## MATERIAL PROVIDED:
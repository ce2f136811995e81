//! Lenient parsing of CSV cell values.
//!
//! Nothing here fails: unreadable amounts become 0 and unreadable dates
//! become `None`, leaving the caller to decide whether the row survives.

use chrono::NaiveDate;

/// Parse a monetary amount written with `.` or `,` as decimal separator.
///
/// When both separators appear, the right-most one is the decimal separator
/// and the other is a thousands separator (`1.234,56` and `1,234.56` are both
/// 1234.56). Spaces, non-breaking spaces and `€` are ignored. Negative,
/// non-finite or unreadable values yield 0.
pub fn parse_amount(raw: &str) -> f64 {
    let cleaned: String = raw
        .chars()
        .filter(|c| !c.is_whitespace() && *c != '€')
        .collect();

    let normalized = match (cleaned.rfind(','), cleaned.rfind('.')) {
        (Some(comma), Some(dot)) if comma > dot => cleaned.replace('.', "").replace(',', "."),
        (Some(_), Some(_)) => cleaned.replace(',', ""),
        (Some(_), None) => cleaned.replace(',', "."),
        _ => cleaned,
    };

    sanitize_amount(normalized.parse::<f64>().unwrap_or(0.0))
}

/// Clamp an amount into the stored domain: finite and non-negative.
pub fn sanitize_amount(amount: f64) -> f64 {
    if amount.is_finite() && amount > 0.0 {
        amount
    } else {
        0.0
    }
}

/// Parse a `DD/MM/YYYY` date. A trailing time part (`15/03/2024 20:00`) is
/// ignored.
pub fn parse_date(raw: &str) -> Option<NaiveDate> {
    let day_part = raw.split_whitespace().next()?;
    NaiveDate::parse_from_str(day_part, "%d/%m/%Y").ok()
}

/// Trimmed cell content, `None` when blank.
pub fn non_empty(raw: &str) -> Option<String> {
    let trimmed = raw.trim();
    (!trimmed.is_empty()).then(|| trimmed.to_string())
}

## TASK INSTRUCTIONS:
Copy out every line of the listing that includes the string "separator".

## EXERCISE RESULT:
/// Parse a monetary amount written with `.` or `,` as decimal separator.
/// When both separators appear, the right-most one is the decimal separator
/// and the other is a thousands separator (`1.234,56` and `1,234.56` are both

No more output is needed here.